Lo speciale contiene due articoli.

«Tempesta di caldo». «Bolla di fuoco». Non sono i titoli dei nuovi film di Steven Spielberg, ma quelli di alcuni giornali di questi giorni, che hanno scoperto… l’acqua calda: d’estate fa caldo e si suda. Il problema è che oggi come oggi, pur di dimostrare che il clima sta cambiando, la catastrofe incombe, il pianeta sta evaporando, quella che è l’assoluta normalità viene spacciata per emergenza mondiale. Considerazione da negazionisti del clima? Minimizzazione da beceri servi del condizionatore a palla? No: abbiamo semplicemente dato un’occhiata alle temperature di questi giorni in alcune delle principali città italiane, e ci siamo messi a cercare se nel mese di luglio degli anni scorsi, anche andando molto indietro nel tempo, il caldo era effettivamente meno intenso. Risultato? La bolla si è rivelata una balla, come chiunque può agevolmente verificare semplicemente visionando il sito internet ilmeteo.it e spulciando le temperature medie.

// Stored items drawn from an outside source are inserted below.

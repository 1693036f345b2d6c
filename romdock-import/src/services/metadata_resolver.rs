//! Metadata lookup and merge
//!
//! Hash match first, then a title search within the entry's system. When
//! several releases come back the USA one wins; among equals the lowest
//! release id.

use crate::db::{CatalogStore, ReferenceDatabase};
use crate::error::{ImportError, ImportResult};
use crate::models::{CatalogEntry, MetadataRecord, SystemDescriptor};
use crate::naming;
use std::path::Path;
use std::sync::Arc;

/// Result of one metadata pass over an entry
#[derive(Debug, Clone)]
pub struct MetadataSync {
    pub entry: CatalogEntry,
    /// A reference record was found and merged
    pub matched: bool,
}

pub struct MetadataResolver {
    catalog: Arc<dyn CatalogStore>,
    reference: Arc<dyn ReferenceDatabase>,
}

impl MetadataResolver {
    pub fn new(catalog: Arc<dyn CatalogStore>, reference: Arc<dyn ReferenceDatabase>) -> Self {
        Self { catalog, reference }
    }

    /// Look up metadata for `entry` and merge it under `overwrite`
    ///
    /// The sync flag is cleared when the lookup ran, found or not. A failed
    /// query leaves the entry untouched and flagged.
    pub async fn sync(
        &self,
        entry: &CatalogEntry,
        system: &SystemDescriptor,
        overwrite: bool,
    ) -> ImportResult<MetadataSync> {
        let records = self.lookup(entry, system).await?;
        let chosen = choose(&records).cloned();

        if let Some(record) = &chosen {
            tracing::debug!(
                entry = %entry.relative_path,
                title = record.title.as_deref().unwrap_or(""),
                candidates = records.len(),
                "Merging reference metadata"
            );
        }

        let matched = chosen.is_some();
        let updated = self
            .catalog
            .update(
                &entry.content_hash,
                Box::new(move |e| {
                    if let Some(record) = chosen {
                        e.merge_metadata(&record, overwrite);
                    }
                    e.requires_metadata_sync = false;
                }),
            )
            .await?;

        Ok(MetadataSync {
            entry: updated,
            matched,
        })
    }

    /// Candidate records: by hash, else by name
    async fn lookup(
        &self,
        entry: &CatalogEntry,
        system: &SystemDescriptor,
    ) -> ImportResult<Vec<MetadataRecord>> {
        let mut by_hash = self
            .reference
            .query_by_hash(&entry.content_hash)
            .await
            .map_err(|e| ImportError::MetadataLookup(e.to_string()))?;

        // A hash shared across systems only counts for this one
        by_hash.retain(|r| match (r.system_database_id, system.database_id) {
            (Some(found), Some(expected)) => found == expected,
            _ => true,
        });
        by_hash.sort_by_key(|r| r.external_release_id.unwrap_or(i64::MAX));
        if !by_hash.is_empty() {
            return Ok(by_hash);
        }

        let (Some(system_db_id), Some(name)) = (
            system.database_id,
            naming::metadata_search_name(&naming::stem_of(Path::new(&entry.relative_path))),
        ) else {
            return Ok(Vec::new());
        };

        self.reference
            .query_by_filename(system_db_id, &name)
            .await
            .map_err(|e| ImportError::MetadataLookup(e.to_string()))
    }
}

/// Pick the release to merge
///
/// USA by region id, then USA by region name, then the first record. Callers
/// pass records in a deterministic order.
pub fn choose(records: &[MetadataRecord]) -> Option<&MetadataRecord> {
    records
        .iter()
        .find(|r| r.is_usa_region_id())
        .or_else(|| records.iter().find(|r| r.region_mentions_usa()))
        .or_else(|| records.first())
}
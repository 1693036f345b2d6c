//! Database access for romdock-import
//!
//! The catalog lives in `romdock.db` under the root folder. The reference
//! metadata database is a separate read-only SQLite file.

pub mod catalog;
pub mod reference;

pub use catalog::{CatalogStore, EntryMutation, PathPredicate, SqliteCatalog};
pub use reference::{OpenVgdb, ReferenceDatabase, ReferenceDbError, UnavailableReference};

use romdock_common::Result;
use sqlx::SqlitePool;
use std::path::Path;

/// Initialize database connection pool
///
/// Creates the file and the catalog tables when missing.
pub async fn init_database_pool(db_path: &Path) -> Result<SqlitePool> {
    if let Some(parent) = db_path.parent() {
        std::fs::create_dir_all(parent)?;
    }

    // mode=rwc: read, write, create
    let db_url = format!("sqlite://{}?mode=rwc", db_path.display());
    tracing::debug!("Connecting to database: {}", db_url);

    let pool = SqlitePool::connect(&db_url).await?;
    init_tables(&pool).await?;

    Ok(pool)
}

/// Create catalog tables if they don't exist
pub async fn init_tables(pool: &SqlitePool) -> Result<()> {
    sqlx::query(
        r#"
        CREATE TABLE IF NOT EXISTS catalog_entries (
            content_hash TEXT PRIMARY KEY,
            system_id TEXT NOT NULL,
            relative_path TEXT NOT NULL,
            related_files TEXT NOT NULL DEFAULT '[]',
            requires_metadata_sync INTEGER NOT NULL DEFAULT 1,
            title TEXT NOT NULL,
            artwork_url TEXT,
            artwork_ref TEXT,
            custom_artwork_ref TEXT,
            box_back_url TEXT,
            region TEXT,
            region_id INTEGER,
            description TEXT,
            developer TEXT,
            publisher TEXT,
            genres TEXT,
            release_date TEXT,
            reference_url TEXT,
            external_release_id INTEGER,
            serial_number TEXT,
            imported_at TEXT NOT NULL
        )
        "#,
    )
    .execute(pool)
    .await?;

    sqlx::query(
        "CREATE INDEX IF NOT EXISTS idx_catalog_system_path ON catalog_entries (system_id, relative_path)",
    )
    .execute(pool)
    .await?;

    tracing::info!("Database tables initialized (catalog_entries)");

    Ok(())
}
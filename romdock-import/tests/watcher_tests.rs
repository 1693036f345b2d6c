//! Drop folder watcher against a real directory
//!
//! These tests sleep through stability intervals and take a few seconds.

use romdock_common::events::{EventBus, RomdockEvent};
use romdock_import::services::{DirectoryWatcher, WatcherState};
use std::io::Write;
use std::path::PathBuf;
use std::time::{Duration, Instant};
use tempfile::TempDir;
use tokio::sync::mpsc;
use tokio_util::sync::CancellationToken;

#[tokio::test]
async fn tc_watch_001_file_reported_only_after_settling() {
    // Given: A watcher with a 2s stability interval over an empty directory
    let dir = TempDir::new().unwrap();
    let interval = Duration::from_secs(2);
    let watcher = DirectoryWatcher::new(dir.path(), interval, EventBus::new(16));
    let (tx, mut rx) = mpsc::channel::<Vec<PathBuf>>(8);
    let shutdown = CancellationToken::new();
    let handle = watcher.start(tx, shutdown.clone()).await.unwrap();

    // When: A file is written in two chunks one second apart
    let path = dir.path().join("Slow.nes");
    std::fs::write(&path, vec![1u8; 1024]).unwrap();
    tokio::time::sleep(Duration::from_secs(1)).await;
    {
        let mut file = std::fs::OpenOptions::new().append(true).open(&path).unwrap();
        file.write_all(&[2u8; 1024]).unwrap();
    }
    let last_write = Instant::now();

    // Then: Nothing is reported shortly after the second chunk
    let early = tokio::time::timeout(Duration::from_millis(1500), rx.recv()).await;
    assert!(early.is_err(), "file reported before it settled");

    // And: It is reported once its size held for a full interval
    let batch = tokio::time::timeout(Duration::from_secs(6), rx.recv())
        .await
        .expect("file never reported")
        .expect("watcher channel closed");
    assert_eq!(batch, vec![path]);
    assert!(last_write.elapsed() >= interval);

    shutdown.cancel();
    handle.await.unwrap();
}

#[tokio::test]
async fn tc_watch_002_existing_files_reported_at_startup() {
    // Given: A file already present before the watcher starts
    let dir = TempDir::new().unwrap();
    let existing = dir.path().join("Early.nes");
    std::fs::write(&existing, b"early").unwrap();
    std::fs::write(dir.path().join(".DS_Store"), b"x").unwrap();

    // When: The watcher starts
    let watcher = DirectoryWatcher::new(dir.path(), Duration::from_millis(200), EventBus::new(16));
    let (tx, mut rx) = mpsc::channel::<Vec<PathBuf>>(8);
    let shutdown = CancellationToken::new();
    let handle = watcher.start(tx, shutdown.clone()).await.unwrap();

    // Then: The visible file goes out as the first batch
    let batch = tokio::time::timeout(Duration::from_secs(2), rx.recv())
        .await
        .expect("startup batch missing")
        .expect("watcher channel closed");
    assert_eq!(batch, vec![existing]);

    shutdown.cancel();
    handle.await.unwrap();
}

#[tokio::test]
async fn tc_watch_003_shutdown_returns_to_idle() {
    // Given: A running watcher
    let dir = TempDir::new().unwrap();
    let watcher = DirectoryWatcher::new(dir.path(), Duration::from_millis(200), EventBus::new(16));
    let mut state = watcher.subscribe_state();
    let (tx, _rx) = mpsc::channel::<Vec<PathBuf>>(8);
    let shutdown = CancellationToken::new();
    let handle = watcher.start(tx, shutdown.clone()).await.unwrap();
    assert_eq!(*state.borrow_and_update(), WatcherState::Watching);

    // When: Shutdown fires
    shutdown.cancel();
    handle.await.unwrap();

    // Then: The watcher reports Idle
    assert_eq!(*state.borrow(), WatcherState::Idle);
}

fn write_zip(path: &std::path::Path, members: &[(&str, &[u8])]) {
    let mut writer = zip::ZipWriter::new(std::fs::File::create(path).unwrap());
    for (name, bytes) in members {
        writer
            .start_file(*name, zip::write::SimpleFileOptions::default())
            .unwrap();
        writer.write_all(bytes).unwrap();
    }
    writer.finish().unwrap();
}

async fn next_batch(rx: &mut mpsc::Receiver<Vec<PathBuf>>, within: Duration) -> Vec<PathBuf> {
    let mut batch = tokio::time::timeout(within, rx.recv())
        .await
        .expect("no batch reported")
        .expect("watcher channel closed");
    batch.sort();
    batch
}

#[tokio::test]
async fn tc_watch_004_disc_image_and_tracks_reported_together() {
    // Given: A running watcher with a short stability interval
    let dir = TempDir::new().unwrap();
    let watcher = DirectoryWatcher::new(dir.path(), Duration::from_millis(400), EventBus::new(16));
    let (tx, mut rx) = mpsc::channel::<Vec<PathBuf>>(8);
    let shutdown = CancellationToken::new();
    let handle = watcher.start(tx, shutdown.clone()).await.unwrap();

    // When: A cue lands complete while its track keeps growing for a while
    let cue = dir.path().join("Game.cue");
    let track = dir.path().join("Game (Track 1).bin");
    std::fs::write(&cue, b"FILE \"Game (Track 1).bin\" BINARY\n").unwrap();
    std::fs::write(&track, vec![0u8; 512]).unwrap();
    for _ in 0..8 {
        tokio::time::sleep(Duration::from_millis(150)).await;
        let mut file = std::fs::OpenOptions::new().append(true).open(&track).unwrap();
        file.write_all(&[1u8; 512]).unwrap();
    }

    // Then: Both arrive in one batch once the track settles
    let batch = next_batch(&mut rx, Duration::from_secs(5)).await;
    let mut expected = vec![cue, track];
    expected.sort();
    assert_eq!(batch, expected);
    assert!(
        tokio::time::timeout(Duration::from_millis(1000), rx.recv()).await.is_err(),
        "no second batch expected"
    );

    shutdown.cancel();
    handle.await.unwrap();
}

#[tokio::test]
async fn tc_watch_005_settled_archive_extracted_and_removed() {
    // Given: A running watcher
    let dir = TempDir::new().unwrap();
    let bus = EventBus::new(32);
    let mut events = bus.subscribe();
    let watcher = DirectoryWatcher::new(dir.path(), Duration::from_millis(200), bus);
    let state = watcher.subscribe_state();
    let (tx, mut rx) = mpsc::channel::<Vec<PathBuf>>(8);
    let shutdown = CancellationToken::new();
    let handle = watcher.start(tx, shutdown.clone()).await.unwrap();

    // When: An archive is dropped
    let staging = TempDir::new().unwrap();
    let staged = staging.path().join("pack.zip");
    write_zip(&staged, &[("Alpha.nes", b"alpha"), ("Beta.nes", b"beta")]);
    let archive = dir.path().join("pack.zip");
    std::fs::rename(&staged, &archive)
        .or_else(|_| std::fs::copy(&staged, &archive).map(|_| ()))
        .unwrap();

    // Then: Its members are reported and the archive is gone
    let batch = next_batch(&mut rx, Duration::from_secs(3)).await;
    assert_eq!(
        batch,
        vec![dir.path().join("Alpha.nes"), dir.path().join("Beta.nes")]
    );
    assert!(!archive.exists());

    // And: Monitoring was paused for the extraction and has resumed
    let mut started = false;
    while let Ok(event) = events.try_recv() {
        if let RomdockEvent::ArchiveInflationStarted { path, .. } = event {
            started = path == archive;
        }
    }
    assert!(started, "extraction start announced");
    assert_eq!(*state.borrow(), WatcherState::Watching);

    // And: The extracted members are not reported a second time
    assert!(tokio::time::timeout(Duration::from_millis(800), rx.recv())
        .await
        .is_err());

    shutdown.cancel();
    handle.await.unwrap();
}

#[tokio::test]
async fn tc_watch_006_broken_archive_kept_and_watching_resumes() {
    // Given: A running watcher
    let dir = TempDir::new().unwrap();
    let bus = EventBus::new(32);
    let mut events = bus.subscribe();
    let watcher = DirectoryWatcher::new(dir.path(), Duration::from_millis(200), bus);
    let state = watcher.subscribe_state();
    let (tx, mut rx) = mpsc::channel::<Vec<PathBuf>>(8);
    let shutdown = CancellationToken::new();
    let handle = watcher.start(tx, shutdown.clone()).await.unwrap();

    // When: A file that only claims to be a zip is dropped
    let archive = dir.path().join("broken.zip");
    std::fs::write(&archive, b"not a zip at all").unwrap();

    // Then: The failure is announced and the archive stays
    let failed = tokio::time::timeout(Duration::from_secs(3), async {
        loop {
            match events.recv().await {
                Ok(RomdockEvent::ArchiveInflationFailed { path, .. }) => break path,
                Ok(_) => continue,
                Err(e) => panic!("event bus closed: {}", e),
            }
        }
    })
    .await
    .expect("no extraction failure announced");
    assert_eq!(failed, archive);
    assert!(archive.exists());
    assert_eq!(*state.borrow(), WatcherState::Watching);

    // And: Files dropped afterwards are still reported
    let later = dir.path().join("Later.nes");
    std::fs::write(&later, b"later").unwrap();
    let batch = next_batch(&mut rx, Duration::from_secs(3)).await;
    assert_eq!(batch, vec![later]);

    shutdown.cancel();
    handle.await.unwrap();
}

#[tokio::test]
async fn tc_watch_007_archive_present_at_startup_extracted() {
    // Given: An archive and a loose ROM already in the directory
    let dir = TempDir::new().unwrap();
    write_zip(&dir.path().join("old.zip"), &[("Inner.nes", b"inner")]);
    std::fs::write(dir.path().join("Loose.nes"), b"loose").unwrap();

    // When: The watcher starts
    let watcher = DirectoryWatcher::new(dir.path(), Duration::from_millis(200), EventBus::new(16));
    let (tx, mut rx) = mpsc::channel::<Vec<PathBuf>>(8);
    let shutdown = CancellationToken::new();
    let handle = watcher.start(tx, shutdown.clone()).await.unwrap();

    // Then: The startup batch holds the member and the loose file, not the archive
    let batch = next_batch(&mut rx, Duration::from_secs(2)).await;
    assert_eq!(
        batch,
        vec![dir.path().join("Inner.nes"), dir.path().join("Loose.nes")]
    );
    assert!(!dir.path().join("old.zip").exists());

    shutdown.cancel();
    handle.await.unwrap();
}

Partiamo da Milano: l’altro ieri, 16 luglio, la temperatura media è stata di 29 gradi. Fa caldo, all’ombra della Madonnina? Certo, ma come sempre, se non di meno. Qualche esempio: Il 30 luglio 2020 la temperatura media a Milano era di 30 gradi, così come il 26 luglio 2019, il 28 luglio 2013, il 25 luglio 2006. Il 22 luglio 1995, pensate un po’, la temperatura media a Milano toccò i 31 gradi: altro che bolla di fuoco! Il piccolo dettaglio è che 28 anni fa, stando ai dati, faceva pure più caldo di oggi, ma visto che non c’erano i talebani del clima di oggi, la gente cercava di rinfrescarsi e campava più tranquilla.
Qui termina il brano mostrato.